Escritórios que assessoram empresas em contencioso administrativo e potencial criminal devem capitalizar esse precedente do TJ-SP em múltiplas frentes. Primeiro, em resposta a notificações de investigação criminal: demonstrar que a posição da empresa sempre foi interpretativa legítima da legislação, não intencional fraude. Segundo, em argumentação preliminar perante o Ministério Público Federal ou Estadual: expor a impossibilidade jurídica de prosseguir sem comprovação robusta de dolo. Terceiro, no CARF e na justiça federal, ao lidar com auto de infração que mencione crime: diferenciar claramente entre a obrigação tributária (objeto do contencioso) e alegação criminal (que requer prova diversa). A experiência prática revela que órgãos acusadores frequentemente utilizam conclusões do CARF para fundamentar denúncias criminais – estratégia que esse acórdão desmente. Advogados devem arguir que não há sobreposição, que erário administrativo é matéria diversa da criminal, e que a absolvição tributária (quando houver) reforça ausência de dolo. O precedente legitima essa resistência jurídica.

Qual é o alcance da jurisprudência defensiva estabelecida nesse acórdão?

O acórdão transcende o caso concreto (Ap 1.520.128-79.2021.8.26.0050) e sinaliza direcionamento mais amplo da 11ª Câmara Criminal do TJ-SP. Embora decisão de tribunal de segunda instância não tenha força obrigatória em outras comarcas ou tribunais, sua importância reside em fixação de precedente persuasivo de tribunal estadual com competência criminal significativa. São Paulo, sendo maior economia do país e maior produtor de litígios fiscais-criminais, possui jurisprudência que repercute nacionalmente. Decisões da 11ª Câmara Criminal influenciam posicionamento de juízes das varas criminais especializadas e de outros tribunais estaduais. Além disso, o raciocínio empregado – distinção entre esferas, inversão de ônus probatório, exigência de dolo – alinha-se a orientações já consolidadas no STJ e STF. Logo, empresas em São Paulo (e alhures) podem se beneficiar desse entendimento, mesmo em investigações no âmbito federal. A jurisprudência defensiva em matéria penal-tributária fortalece-se a cada novo precedente que rejeita transposição automática de conclusões administrativas para a arena criminal.

Como o CARF e a administração fiscal devem considerar as implicações penais de suas decisões?

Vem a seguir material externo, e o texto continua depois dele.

fn native_client(env: &Env) -> token::Client<'_> {
    token::Client::new(env, &read_native_token(env))
}

/// Lower `total_xlm_staked`, keeping the buffer within the reserve.
fn shrink_total(env: &Env, by: i128) -> Result<i128, Error> {
    let new_total = math::sub(read_i128(env, &DataKey::TotalXlmStaked), by)?;
    write_i128(env, &DataKey::TotalXlmStaked, new_total);
    let buffer = read_i128(env, &DataKey::LiquidityBuffer);
    if buffer > new_total {
        write_i128(env, &DataKey::LiquidityBuffer, new_total);
    }
    Ok(new_total)
}

fn current_rate(total_staked: i128, total_supply: i128) -> i128 {
    if total_supply == 0 {
        return RATE_PRECISION;
    }
    // Reserve and supply both fit comfortably below 2^63, so the scaled
    // product stays inside i128.
    total_staked * RATE_PRECISION / total_supply
}

#[contract]
pub struct StakingPool;
//! Checked 128-bit fixed-point helpers.
//!
//! All monetary quantities are i128 stroops (scale 1e7); rates share the
//! same scale and basis points use 1e4. Every multiply is checked and
//! every divide floors, so callers surface `ArithmeticOverflow` /
//! `DivisionByZero` instead of trapping.

use crate::error::Error;

/// `a + b` with overflow detection.
pub fn add(a: i128, b: i128) -> Result<i128, Error> {
    a.checked_add(b).ok_or(Error::ArithmeticOverflow)
}

/// `a - b` with underflow detection.
pub fn sub(a: i128, b: i128) -> Result<i128, Error> {
    a.checked_sub(b).ok_or(Error::ArithmeticOverflow)
}

/// `a * b / denom` with a checked multiply and floored division.
pub fn mul_div_floor(a: i128, b: i128, denom: i128) -> Result<i128, Error> {
    if denom == 0 {
        return Err(Error::DivisionByZero);
    }
    let product = a.checked_mul(b).ok_or(Error::ArithmeticOverflow)?;
    Ok(product / denom)
}

/// Integer square root using Newton's method.
pub fn isqrt(n: i128) -> i128 {
    if n <= 0 {
        return 0;
    }
    let mut x = n;
    let mut y = (x + 1) / 2;
    while y < x {
        x = y;
        y = (x + n / x) / 2;
    }
    x
}

#[cfg(test)]
mod tests {
    use super::*;

    #[test]
    fn test_mul_div_floor_floors() {
        // 7 * 3 / 2 = 10.5 -> 10
        assert_eq!(mul_div_floor(7, 3, 2), Ok(10));
    }

    #[test]
    fn test_mul_div_floor_division_by_zero() {
        assert_eq!(mul_div_floor(1, 1, 0), Err(Error::DivisionByZero));
    }

    #[test]
    fn test_mul_div_floor_overflow() {
        assert_eq!(
            mul_div_floor(i128::MAX, 2, 1),
            Err(Error::ArithmeticOverflow)
        );
    }

    #[test]
    fn test_add_overflow() {
        assert_eq!(add(i128::MAX, 1), Err(Error::ArithmeticOverflow));
        assert_eq!(add(1, 2), Ok(3));
    }

    #[test]
    fn test_sub_underflow() {
        assert_eq!(sub(i128::MIN, 1), Err(Error::ArithmeticOverflow));
        assert_eq!(sub(5, 2), Ok(3));
    }

    #[test]
    fn test_isqrt() {
        assert_eq!(isqrt(0), 0);
        assert_eq!(isqrt(1), 1);
        assert_eq!(isqrt(4), 2);
        assert_eq!(isqrt(15), 3);
        assert_eq!(isqrt(16), 4);
        assert_eq!(isqrt(1_000_000_000_000), 1_000_000);
    }

    #[test]
    fn test_isqrt_negative_is_zero() {
        assert_eq!(isqrt(-4), 0);
    }
}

Conselho Administrativo de Recursos Fiscais (CARF), cuja competência é exclusivamente administrativa – julgamento de contestações ao lançamento de crédito tributário – não pode, de forma alguma, fazer constatações sobre intenção criminosa ou tipificação penal. Essa é atribuição de órgãos criminais (Ministério Público, magistrados penais). Contudo, na prática, relatórios administrativos e acórdãos do CARF frequentemente servem de base a investigações criminais. A conclusão do CARF de que há sonegação “agravada” ou “grave” não importa, por si, em crime. O acórdão do TJ-SP reafirma que investigadores e promotores cometem erro jurídico ao “transplantar” essas conclusões, sem análise independente de dolo. Portanto, a administração fiscal – inclusive em decisões do CARF – não deveria extrapolar sua competência ao insinuar ou afirmar criminalidade. E, se o fizer, é incumbência do acusado (e de seu advogado) demonstrar que a conclusão administrativa não substitui prova criminal robusta. Essa separação entre esferas, consolidada pelo TJ-SP, protege tanto a empresa quanto o próprio Estado, evitando punições em duplicidade (administrativa + penal) sem fundamento penal autônomo.

Qual é a importância desse acórdão para a segurança jurídica em Direito Penal Econômico?

Direito Penal Econômico contemporâneo enfrenta tensão entre combate a fraudes e garantia de direitos fundamentais. Governos e órgãos de controle pressionam por ampliação de responsabilidade penal. Mas constituições democráticas – inclusive a brasileira – protegem o cidadão e a pessoa jurídica contra criminalização sem justificativa robusta. O acórdão do TJ-SP representa afirmação importante dessa proteção: em litígios econômicos (como disputas tributárias), o Estado não pode punir penalmente sem prova inequívoca de vontade criminosa. A segurança jurídica beneficia investidores, empresas e consultores, que sabem que interpretação legal divergente da administração não é crime. Jurisprudência dessa envergadura atrai investimentos e reduz litigiosidade ao estabelecer regras claras: há espaço legítimo para planejamento tributário, revisão de posições anteriores, e até litígio administrativo, sem risco de criminalização automática. A lição é essencial para qualquer governo que deseje ambiente de negócios previsível. Assim, o precedente contribui não apenas à proteção individual, mas ao desenvolvimento econômico e à confiança institucional.

Qual é o impacto desse entendimento na extinção da punibilidade em crimes tributários?

Lei 9.249/1995 e legislações posteriores estabeleceram mecanismos de extinção de punibilidade para crimes tributários – notadamente a possibilidade de o acusado pagar o débito, acrescido de juros e multas, e obter anistia. O artigo 34 da Lei 9.249/1995 é exemplar. Esses mecanismos pressupõem que o sistema penal reconhece na conduta tributária especificidade distinta de crimes comuns: a satisfação da obrigação (pagamento) pode extinguir responsabilidade penal. Isso ocorre porque a lesão jurídica em crime tributário reside, em grande medida, na lesão econômica ao erário – diferente de crimes de sangue ou violência. O acórdão do TJ-SP, ao exigir prova rigorosa de dolo, harmoniza-se com essa lógica: se o dolo repousa na intenção de fraudar (isto é, ludibriar a administração), e se o acusado pode “desfazer” a fraude pagando, há coerência no sistema. A decisão também incentiva acordos e transações: se a empresa tomar conhecimento de eventual deficiência tributária e regularizar-se voluntariamente, reduzem-se os riscos criminais. Jurisprudência defensiva como essa consolida a mensagem de que há saídas legítimas para situações de incerteza fiscal.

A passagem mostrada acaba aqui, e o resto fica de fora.